Our daughters will be the next generation that will be under attack. They will be the ones who march, speak, protest, write, dance, paint, sing, and pray in creative protest. They will have at their disposal their own talents that will enable future generations of black women to reclaim their narrative. What will not help is shame or separation from their sisters. When we insist that the fault was all ours, they internalize our shame. When we use those who are the most vulnerable to as a deterrent, we make those girls the other. What our daughters need is for us to be tender with ourselves. When we look at our past with soft eyes, we do the same to others. Our daughters will see that and not accept debts that they did not incur. When our daughters are witnesses to our healing, they in turn will learn to do the same for themselves and others.
4 thoughts on “Mothering Without Shame”
It is so good to see that my thoughts are not so different from others! Thank you for sharing and being an encouragement. Awesome!
I’m having dinner with my Mother and daughters tomorrow. I’m having lunch with a few of my sister-girls on Saturday. Your post will be our dessert with our coffee on both days! Thank you Latoya.
(Note from LaToya: Thanks as always for reading bkaPFTV; but this post was written by Rachel B. – I’m only the messenger!)
LaToya, thank you for being a selfless messenger (you could have been selfish and kept it to yourself)…so for that I thank you. THANK YOU Rachel B for your mouth speaking what many of our hearts know to be true!
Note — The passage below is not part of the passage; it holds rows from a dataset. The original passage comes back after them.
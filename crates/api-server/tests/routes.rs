//! Route-level tests driven through the router without binding a socket.

use std::sync::Arc;
use std::time::{Duration, Instant};

use adwizard_api::{router, AppState};
use adwizard_core::config::AppConfig;
use adwizard_core::payload::{AdGroupSpec, AdSpec, CampaignSpec, Keyword};
use adwizard_core::{AppCredentials, Credentials, UserCredentials};
use adwizard_generator::PayloadGenerator;
use adwizard_publisher::{
    AdsPlatformClient, CampaignPublisher, InMemoryCredentialStore, NotImplementedClient,
    PlatformError, PlatformSession,
};
use async_trait::async_trait;
use axum::body::{to_bytes, Body};
use axum::http::{Request, StatusCode};
use axum::Router;
use pretty_assertions::assert_eq;
use serde_json::{json, Value};
use tower::ServiceExt;

/// Accepts every call and hands back fixed resource names.
struct AcceptingClient;

#[async_trait]
impl AdsPlatformClient for AcceptingClient {
    fn backend(&self) -> &'static str {
        "accepting"
    }

    async fn authenticate(&self, credentials: &Credentials) -> Result<PlatformSession, PlatformError> {
        Ok(PlatformSession {
            access_token: "token".into(),
            developer_token: String::new(),
            customer_id: credentials.customer_id(),
            login_customer_id: None,
        })
    }

    async fn create_budget(&self, _: &PlatformSession, _: &CampaignSpec) -> Result<String, PlatformError> {
        Ok("customers/1/campaignBudgets/5".into())
    }

    async fn create_campaign(
        &self,
        _: &PlatformSession,
        _: &CampaignSpec,
        _: &str,
    ) -> Result<String, PlatformError> {
        Ok("customers/1/campaigns/77".into())
    }

    async fn create_ad_group(
        &self,
        _: &PlatformSession,
        _: &AdGroupSpec,
        _: &str,
    ) -> Result<String, PlatformError> {
        Ok("customers/1/adGroups/8".into())
    }

    async fn create_ad(&self, _: &PlatformSession, _: &AdSpec, _: &str) -> Result<String, PlatformError> {
        Ok("customers/1/adGroupAds/8~9".into())
    }

    async fn create_keywords(
        &self,
        _: &PlatformSession,
        keywords: &[Keyword],
        _: &str,
    ) -> Result<Vec<String>, PlatformError> {
        Ok(keywords
            .iter()
            .enumerate()
            .map(|(i, _)| format!("customers/1/adGroupCriteria/8~{i}"))
            .collect())
    }
}

fn app_with(client: Arc<dyn AdsPlatformClient>) -> (Router, Arc<InMemoryCredentialStore>) {
    let accounts = Arc::new(InMemoryCredentialStore::new());
    let publisher = CampaignPublisher::new(
        client,
        accounts.clone(),
        AppCredentials::default(),
        Duration::from_secs(1),
    );
    let state = AppState {
        generator: Arc::new(PayloadGenerator::default()),
        publisher: Arc::new(publisher),
        accounts: accounts.clone(),
        start_time: Instant::now(),
    };
    (router(state), accounts)
}

fn stub_app() -> Router {
    app_with(Arc::new(NotImplementedClient::new())).0
}

fn brief() -> Value {
    json!({
        "website_url": "https://www.brew.coffee",
        "product_description": "organic coffee beans",
        "target_audience": "health-conscious millennials",
        "budget": 600,
        "campaign_goal": "sales"
    })
}

async fn send(app: Router, method: &str, uri: &str, user: Option<&str>, body: Value) -> (StatusCode, Value) {
    let mut request = Request::builder()
        .method(method)
        .uri(uri)
        .header("content-type", "application/json");
    if let Some(user) = user {
        request = request.header("x-user-id", user);
    }
    let response = app
        .oneshot(request.body(Body::from(body.to_string())).unwrap())
        .await
        .unwrap();
    let status = response.status();
    let bytes = to_bytes(response.into_body(), usize::MAX).await.unwrap();
    let value = if bytes.is_empty() {
        Value::Null
    } else {
        serde_json::from_slice(&bytes).unwrap()
    };
    (status, value)
}

async fn generated_payload(app: Router) -> Value {
    let (status, body) = send(app, "POST", "/v1/generations", None, brief()).await;
    assert_eq!(status, StatusCode::OK);
    body["payload"].clone()
}

#[tokio::test]
async fn test_generation_returns_brief_and_payload() {
    let (status, body) = send(stub_app(), "POST", "/v1/generations", None, brief()).await;

    assert_eq!(status, StatusCode::OK);
    assert_eq!(body["brief"]["campaign_goal"], "sales");
    let payload = &body["payload"];
    assert_eq!(payload["campaign"]["name"], "AdWizard – Brew");
    assert_eq!(payload["campaign"]["goal"], "SALES");
    assert_eq!(payload["campaign"]["daily_budget"], json!(20.0));
    assert_eq!(payload["ad_group"]["name"], "Main Ad Group");
    assert_eq!(payload["ads"][0]["type"], "RESPONSIVE_SEARCH_AD");
    assert!(payload["keywords"].as_array().unwrap().len() <= 15);
}

#[tokio::test]
async fn test_invalid_brief_is_422() {
    let mut bad = brief();
    bad["campaign_goal"] = json!("awareness");

    let (status, body) = send(stub_app(), "POST", "/v1/generations", None, bad).await;

    assert_eq!(status, StatusCode::UNPROCESSABLE_ENTITY);
    assert_eq!(body["error"], "invalid_brief");
}

#[tokio::test]
async fn test_publish_with_stub_backend_is_501() {
    let (app, accounts) = app_with(Arc::new(NotImplementedClient::new()));
    accounts.connect("owner", UserCredentials::new("refresh", "123-456-7890"));
    let payload = generated_payload(app.clone()).await;

    let (status, body) = send(
        app,
        "POST",
        "/v1/generations/publish",
        Some("owner"),
        json!({ "payload": payload }),
    )
    .await;

    assert_eq!(status, StatusCode::NOT_IMPLEMENTED);
    assert_eq!(body["outcome"], "failure");
    assert_eq!(body["reason"], "not_implemented");
}

#[tokio::test]
async fn test_publish_rejects_broken_payload() {
    let (app, accounts) = app_with(Arc::new(AcceptingClient));
    accounts.connect("owner", UserCredentials::new("refresh", "123-456-7890"));
    let mut payload = generated_payload(app.clone()).await;
    payload["campaign"]["daily_budget"] = json!(-5.0);

    let (status, body) = send(
        app,
        "POST",
        "/v1/generations/publish",
        Some("owner"),
        json!({ "payload": payload }),
    )
    .await;

    assert_eq!(status, StatusCode::UNPROCESSABLE_ENTITY);
    assert_eq!(body["reason"], "invalid_payload");
    assert_eq!(body["resources"]["campaign"], Value::Null);
}

#[tokio::test]
async fn test_publish_requires_user_header() {
    let app = stub_app();
    let payload = generated_payload(app.clone()).await;

    let (status, body) = send(
        app,
        "POST",
        "/v1/generations/publish",
        None,
        json!({ "payload": payload }),
    )
    .await;

    assert_eq!(status, StatusCode::BAD_REQUEST);
    assert_eq!(body["error"], "missing_user_id");
}

#[tokio::test]
async fn test_publish_without_connected_account_is_401() {
    let app = stub_app();
    let payload = generated_payload(app.clone()).await;

    let (status, body) = send(
        app,
        "POST",
        "/v1/generations/publish",
        Some("nobody"),
        json!({ "payload": payload }),
    )
    .await;

    assert_eq!(status, StatusCode::UNAUTHORIZED);
    assert_eq!(body["reason"], "credentials_not_found");
}

#[tokio::test]
async fn test_connect_then_publish_succeeds() {
    let (app, _) = app_with(Arc::new(AcceptingClient));
    let payload = generated_payload(app.clone()).await;

    let (status, _) = send(
        app.clone(),
        "POST",
        "/v1/accounts",
        Some("owner"),
        json!({ "refresh_token": "refresh", "customer_id": "111-222-3333" }),
    )
    .await;
    assert_eq!(status, StatusCode::NO_CONTENT);

    let (status, body) = send(
        app.clone(),
        "POST",
        "/v1/generations/publish",
        Some("owner"),
        json!({ "payload": payload }),
    )
    .await;
    assert_eq!(status, StatusCode::CREATED);
    assert_eq!(body["outcome"], "success");
    assert_eq!(body["external_campaign_id"], "77");

    let (status, _) = send(app.clone(), "DELETE", "/v1/accounts", Some("owner"), Value::Null).await;
    assert_eq!(status, StatusCode::NO_CONTENT);
    let (status, _) = send(app, "DELETE", "/v1/accounts", Some("owner"), Value::Null).await;
    assert_eq!(status, StatusCode::NOT_FOUND);
}

#[tokio::test]
async fn test_health_reports_backend() {
    let (status, body) = send(stub_app(), "GET", "/health", None, Value::Null).await;

    assert_eq!(status, StatusCode::OK);
    assert_eq!(body["status"], "healthy");
    assert_eq!(body["publisher_backend"], "stub");
}

#[test]
fn test_server_builds_from_default_config() {
    let server = adwizard_api::ApiServer::new(AppConfig::default()).unwrap();
    assert_eq!(server.state().publisher.backend(), "stub");
}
Now, I’m off to dinner and a delious discussion.
Sorry to be tardy to the party. Thank you to Tracey and bka for your encouraging words and a special thanks to LaToya for both giving me an opportunity to write here and being a gracious hostess. Much aprreciated.
In this hateful political climate, this is a message that we as black women, mothers, aunties, grandmothers, nanas, however you choose to identify yourself, must shout from the rooftops. I am so sick of black women being blamed for every damned thing except for the demise of the dinosaurs.